On 2022-06-26 9:59 a.m., Benjamin Buchmuller wrote:
Hi Max,
Thank you so much for your help and pointing me to the documents; always a lot of things to learn in TeX!
No problem :)
I'm afraid that including the hyphen width doesn't solve the issue yet. It seems to move the problem to other parts of the text.
Ah, too bad. My next step would have been to insert \penalty10000's (prevent breaks) at the potential breaks before/after the "selected" break, but Hans provided a _much_ better solution that you should use instead.
My guess is that one could equivalently have said "local max_length = 111", right?
Not really; the hyphen is added to the accumulated width, not the accumulated character count.
I made the following MWE (reproducible also online) to illustrate what I see:
My code assumes that each line has _roughly_ "max_length" characters before it runs.
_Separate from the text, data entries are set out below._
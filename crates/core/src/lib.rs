//! Core types for the atomref STM engine
//!
//! This crate defines the leaf types shared by every layer:
//! - [`RefId`] / [`TxnId`]: monotonic identifiers for refs and transaction
//!   attempts
//! - [`DynValue`]: type-erased, shareable cell value with a typed accessor
//! - [`StmError`]: the caller-visible error taxonomy
//! - [`Isolation`]: transaction isolation levels
//!
//! Commit conflicts are deliberately absent from [`StmError`]: a conflict is
//! an internal retry signal consumed by the engine's driver and is never
//! surfaced to callers.

#![warn(missing_docs)]
#![warn(clippy::all)]

pub mod error;
pub mod id;
pub mod isolation;
pub mod value;

pub use error::{Result, StmError};
pub use id::{RefId, TxnId};
pub use isolation::Isolation;
pub use value::DynValue;
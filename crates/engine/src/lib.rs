//! Transaction engine for atomref
//!
//! This crate implements optimistic concurrency control over the registry:
//! - [`Transaction`]: per-attempt context with read/write sets, a commute
//!   log and a private copy-on-write view of the registry
//! - [`scope`]: the ambient thread-local transaction binding with an RAII
//!   guard that clears on exit, panic included
//! - [`commit`]: the commit protocol, with conflict as an internal outcome
//!   variant that never escapes to callers
//! - [`driver`]: the retry loop with spin-then-yield backoff and post-commit
//!   change delivery
//!
//! Losing attempts are invisible to callers beyond latency; a transaction
//! either returns a value or fails with a fatal [`atomref_core::StmError`].

#![warn(missing_docs)]
#![warn(clippy::all)]

pub mod backoff;
pub mod commit;
pub mod driver;
pub mod scope;
pub mod txn;

pub use backoff::Backoff;
pub use commit::{ChangeNotice, CommitOutcome, CommitRecord};
pub use driver::run;
pub use scope::{active_txn_id, in_transaction, with_active, ScopeGuard};
pub use txn::{ChangeRecord, CommuteFn, Transaction};
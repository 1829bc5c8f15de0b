//! Type-erased cell values
//!
//! The registry stores refs of heterogeneous value types behind a single
//! record type. [`DynValue`] erases the concrete type behind
//! `Arc<dyn Any + Send + Sync>` and offers a typed accessor that fails fast
//! with [`StmError::WrongType`] on mismatch, so no unchecked casts exist
//! anywhere in the engine.
//!
//! Cloning a `DynValue` bumps a refcount; the underlying value is immutable
//! and shared. New values are produced by constructing a fresh `DynValue`,
//! never by mutating in place.

use crate::error::{Result, StmError};
use std::any::Any;
use std::sync::Arc;

/// A shareable, immutable, type-erased value
#[derive(Clone)]
pub struct DynValue {
    value: Arc<dyn Any + Send + Sync>,
    type_name: &'static str,
}

impl DynValue {
    /// Erase a concrete value
    pub fn new<A: Any + Send + Sync>(value: A) -> Self {
        DynValue {
            value: Arc::new(value),
            type_name: std::any::type_name::<A>(),
        }
    }

    /// Name of the stored concrete type, for diagnostics
    pub fn type_name(&self) -> &'static str {
        self.type_name
    }

    /// Check whether the stored value is of type `A`
    pub fn is<A: Any>(&self) -> bool {
        self.value.is::<A>()
    }

    /// Borrow the stored value as `A`, if the types match
    pub fn downcast_ref<A: Any>(&self) -> Option<&A> {
        self.value.downcast_ref::<A>()
    }

    /// Clone the stored value out as `A`
    ///
    /// Fails with [`StmError::WrongType`] if the stored type is not `A`.
    pub fn extract<A: Any + Clone>(&self) -> Result<A> {
        self.downcast_ref::<A>()
            .cloned()
            .ok_or(StmError::WrongType {
                expected: std::any::type_name::<A>(),
                actual: self.type_name,
            })
    }
}

impl std::fmt::Debug for DynValue {
    fn fmt(&self, f: &mut std::fmt::Formatter<'_>) -> std::fmt::Result {
        f.debug_struct("DynValue")
            .field("type", &self.type_name)
            .finish()
    }
}
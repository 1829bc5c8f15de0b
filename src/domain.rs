//! Memory domains
//!
//! A [`Domain`] owns one [`Registry`] and is the entry point for allocating
//! refs and running transactions against them. Nothing is process-global:
//! two domains are fully isolated, and dropping the last handle to a domain
//! releases everything it stored.

use crate::handle::Ref;
use atomref_core::{DynValue, Isolation, Result, StmError, TxnId};
use atomref_engine::{driver, scope};
use atomref_storage::{CellState, Registry, Validator};
use std::any::Any;
use std::sync::Arc;

/// One isolated STM memory domain
///
/// Cloning a `Domain` clones a handle to the same registry.
#[derive(Debug, Clone)]
pub struct Domain {
    registry: Arc<Registry>,
}

impl Domain {
    /// Create an empty domain
    pub fn new() -> Self {
        Domain {
            registry: Arc::new(Registry::new()),
        }
    }

    /// Allocate a new ref holding `initial`, at version 0
    pub fn alloc<A>(&self, initial: A) -> Ref<A>
    where
        A: Any + Clone + Send + Sync,
    {
        let id = self.registry.allocate(CellState::new(DynValue::new(initial)));
        Ref::from_parts(id, Arc::clone(&self.registry))
    }

    /// Allocate a new ref with a commit-time validator
    ///
    /// The validator gates every subsequent commit to this ref; a rejected
    /// candidate fails the whole transaction with
    /// [`StmError::ValidationFailed`] and is never retried. The initial
    /// value is installed as-is. Validators must be pure: they may run on
    /// attempts that later conflict, and they must not touch other refs.
    pub fn alloc_guarded<A>(
        &self,
        initial: A,
        validator: impl Fn(&A) -> bool + Send + Sync + 'static,
    ) -> Ref<A>
    where
        A: Any + Clone + Send + Sync,
    {
        let check: Validator = Arc::new(move |value: &DynValue| {
            value.downcast_ref::<A>().map(&validator).unwrap_or(false)
        });
        let id = self
            .registry
            .allocate(CellState::guarded(DynValue::new(initial), check));
        Ref::from_parts(id, Arc::clone(&self.registry))
    }

    /// Run an operation transactionally, read-committed
    ///
    /// The operation is re-executed in full on conflict; keep it free of
    /// irrevocable side effects. User errors propagate immediately without
    /// retry. Inside an already-active transaction the operation joins it
    /// instead of starting a new attempt.
    pub fn run<R, E, F>(&self, op: F) -> std::result::Result<R, E>
    where
        E: From<StmError>,
        F: FnMut() -> std::result::Result<R, E>,
    {
        driver::run(&self.registry, Isolation::ReadCommitted, op)
    }

    /// Run an operation transactionally at an explicit isolation level
    ///
    /// [`Isolation::Serializable`] additionally validates the read set at
    /// commit time: any ref read during the attempt that advanced in the
    /// meantime forces a retry.
    pub fn run_isolated<R, E, F>(&self, isolation: Isolation, op: F) -> std::result::Result<R, E>
    where
        E: From<StmError>,
        F: FnMut() -> std::result::Result<R, E>,
    {
        driver::run(&self.registry, isolation, op)
    }

    /// Identifier of the transaction active on the calling thread
    ///
    /// Fails with [`StmError::NoActiveTransaction`] outside a transaction.
    pub fn active_txn_id(&self) -> Result<TxnId> {
        scope::active_txn_id()
    }

    /// Number of live refs in this domain
    pub fn ref_count(&self) -> usize {
        self.registry.len()
    }

    /// Successful registry swaps since the domain was created
    ///
    /// Allocation, finalization, observer installation and every committing
    /// transaction count as one swap each; read-only transactions count as
    /// none.
    pub fn swap_count(&self) -> u64 {
        self.registry.swap_count()
    }
}

impl Default for Domain {
    fn default() -> Self {
        Domain::new()
    }
}
//! # atomref
//!
//! In-process software transactional memory (STM) over versioned refs.
//!
//! Independent threads read and write shared mutable cells ("refs") inside
//! atomic transactions, using optimistic multi-version concurrency control
//! instead of locks. Reads see a consistent snapshot; writers detect
//! conflicts at commit time and retry transparently.
//!
//! ## Quick Start
//!
//! ```
//! use atomref::prelude::*;
//!
//! let dom = Domain::new();
//! let balance = dom.alloc(100i64);
//! let audit = dom.alloc(0i64);
//!
//! let remaining: Result<i64> = dom.run(|| {
//!     let current = balance.read()?;
//!     balance.write(current - 30)?;
//!     audit.commute(|n| n + 1)?;
//!     balance.read()
//! });
//! assert_eq!(remaining.unwrap(), 70);
//! assert_eq!(balance.read().unwrap(), 70);
//! ```
//!
//! ## Model
//!
//! - [`Domain`] owns one isolated registry of refs; construct one per
//!   memory domain (tests get hermetic domains for free).
//! - [`Ref`] is a cheap typed handle. `read` works anywhere; `write` and
//!   `commute` require an active transaction on the calling thread.
//! - [`Domain::run`] re-executes its operation from scratch on conflict, so
//!   operations must be free of irrevocable side effects. Nested `run`
//!   calls join the ambient transaction; only the outermost commits.
//! - A commute's function is re-applied to the globally current value at
//!   commit time. Supply genuinely commutative functions (or accept
//!   last-applied-wins) — this is a caller-discipline requirement, not an
//!   enforced invariant.
//!
//! ## Errors
//!
//! Transient contention is invisible to callers beyond latency. A
//! transaction either returns a value or fails with a fatal
//! [`StmError`]: a validator rejection, a type mismatch, or use of
//! `write`/`commute` outside a transaction.

#![warn(missing_docs)]

mod domain;
mod handle;

pub mod prelude;

pub use domain::Domain;
pub use handle::Ref;

pub use atomref_core::{DynValue, Isolation, RefId, Result, StmError, TxnId};
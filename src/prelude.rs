//! Convenience re-exports for typical usage
//!
//! ```
//! use atomref::prelude::*;
//!
//! let dom = Domain::new();
//! let r = dom.alloc(0i64);
//! let _: Result<()> = dom.run(|| r.write(1));
//! ```

pub use crate::{Domain, Isolation, Ref, RefId, Result, StmError, TxnId};
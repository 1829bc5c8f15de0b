//! Per-attempt transaction context
//!
//! A [`Transaction`] is ephemeral: one per attempt, discarded whether the
//! attempt commits or conflicts. Only the retry driver persists across
//! attempts.
//!
//! The context owns a private clone of the registry snapshot taken at
//! attempt start and mutates it in place as its own reads and writes
//! proceed, which is what gives read-your-own-writes semantics. Local
//! mutations never advance versions; the snapshot version is the base the
//! commit protocol compares against the live registry.

use atomref_core::{DynValue, Isolation, RefId, Result, StmError, TxnId};
use atomref_storage::{CellState, Snapshot};
use rustc_hash::FxHashSet;
use std::collections::BTreeMap;

/// A deferred commutative update
///
/// Applied once against the transaction-local value when recorded, and
/// re-applied at commit time against whatever is globally current. The
/// function must therefore tolerate being called with a value different
/// from the one it first saw, and may run on attempts that later conflict.
pub type CommuteFn = Box<dyn Fn(&DynValue) -> Result<DynValue>>;

/// Accumulated diff for one ref within a transaction
///
/// Repeated writes to the same ref collapse into a single record: `before`
/// stays at the pre-transaction state, `after` tracks the latest local
/// state.
#[derive(Debug, Clone)]
pub struct ChangeRecord {
    /// State as of the transaction's snapshot
    pub before: CellState,
    /// Latest transaction-local state
    pub after: CellState,
}

/// One transaction attempt
pub struct Transaction {
    id: TxnId,
    isolation: Isolation,
    local: Snapshot,
    reads: FxHashSet<RefId>,
    writes: FxHashSet<RefId>,
    commutes: Vec<(RefId, CommuteFn)>,
    changes: BTreeMap<RefId, ChangeRecord>,
}

impl Transaction {
    /// Begin an attempt against a registry snapshot
    pub fn begin(snapshot: &Snapshot, isolation: Isolation) -> Self {
        Transaction {
            id: TxnId::allocate(),
            isolation,
            local: snapshot.clone(),
            reads: FxHashSet::default(),
            writes: FxHashSet::default(),
            commutes: Vec::new(),
            changes: BTreeMap::new(),
        }
    }

    /// Identifier of this attempt
    pub fn id(&self) -> TxnId {
        self.id
    }

    /// Isolation level this attempt commits under
    pub fn isolation(&self) -> Isolation {
        self.isolation
    }

    /// Read a ref's transaction-local value, recording the read
    pub fn read(&mut self, id: RefId) -> Result<DynValue> {
        let value = match self.local.get(id) {
            Some(state) => state.value().clone(),
            None => return Err(StmError::UnknownRef { id }),
        };
        self.reads.insert(id);
        Ok(value)
    }

    /// Write a ref's transaction-local value
    ///
    /// The local version is left at its snapshot value so the commit
    /// protocol can detect interleaved committers.
    pub fn write(&mut self, id: RefId, value: DynValue) -> Result<()> {
        let current = match self.local.get(id) {
            Some(state) => state.clone(),
            None => return Err(StmError::UnknownRef { id }),
        };
        let next = current.replaced(value);
        self.local.insert(id, next.clone());
        self.writes.insert(id);
        self.record_change(id, current, next);
        Ok(())
    }

    /// Apply a commutative update locally and log it for commit
    ///
    /// Returns the locally computed value so the caller sees an up-to-date
    /// result within the transaction. At commit the function is re-applied
    /// to the live value, so under contention the committed value may
    /// differ from the one returned here.
    pub fn commute(&mut self, id: RefId, apply: CommuteFn) -> Result<DynValue> {
        let current = match self.local.get(id) {
            Some(state) => state.clone(),
            None => return Err(StmError::UnknownRef { id }),
        };
        let fresh = apply(current.value())?;
        let next = current.replaced(fresh.clone());
        self.local.insert(id, next.clone());
        self.commutes.push((id, apply));
        self.record_change(id, current, next);
        Ok(fresh)
    }

    /// Check whether the attempt performed no writes and no commutes
    pub fn is_read_only(&self) -> bool {
        self.writes.is_empty() && self.commutes.is_empty()
    }

    /// Refs read during this attempt
    pub fn reads(&self) -> impl Iterator<Item = RefId> + '_ {
        self.reads.iter().copied()
    }

    /// Refs written during this attempt
    pub fn writes(&self) -> impl Iterator<Item = RefId> + '_ {
        self.writes.iter().copied()
    }

    /// Pending commutes, in application order
    pub fn commutes(&self) -> &[(RefId, CommuteFn)] {
        &self.commutes
    }

    /// Accumulated per-ref diffs, collapsed to (first-old, latest-new)
    pub fn changes(&self) -> impl Iterator<Item = (RefId, &ChangeRecord)> {
        self.changes.iter().map(|(id, rec)| (*id, rec))
    }

    /// Transaction-local state of a ref, if present in the snapshot
    pub fn local_state(&self, id: RefId) -> Option<&CellState> {
        self.local.get(id)
    }

    /// Snapshot-time version of a ref, if present
    pub fn base_version(&self, id: RefId) -> Option<u64> {
        self.local.get(id).map(|state| state.version())
    }

    fn record_change(&mut self, id: RefId, before: CellState, after: CellState) {
        self.changes
            .entry(id)
            .and_modify(|rec| rec.after = after.clone())
            .or_insert(ChangeRecord { before, after });
    }
}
These lines each only have ~60 characters, so I'm not entirely surprised that there are issues. Just use Hans's solution, which is much less of a total hack than this is :)
* Running with hsize only makes the problem worse in itemizations, so I think localhsize is the way to go. My guess, localhsize is the width of the "text" part of a paragraph, for example, excluding the symbols in the itemization.
I forgot about \leftskip. Replace "tex.hsize" with "tex.hsize - tex.leftskip.width" and everything should work properly. Using localhsize would also work, whenever it's non-zero.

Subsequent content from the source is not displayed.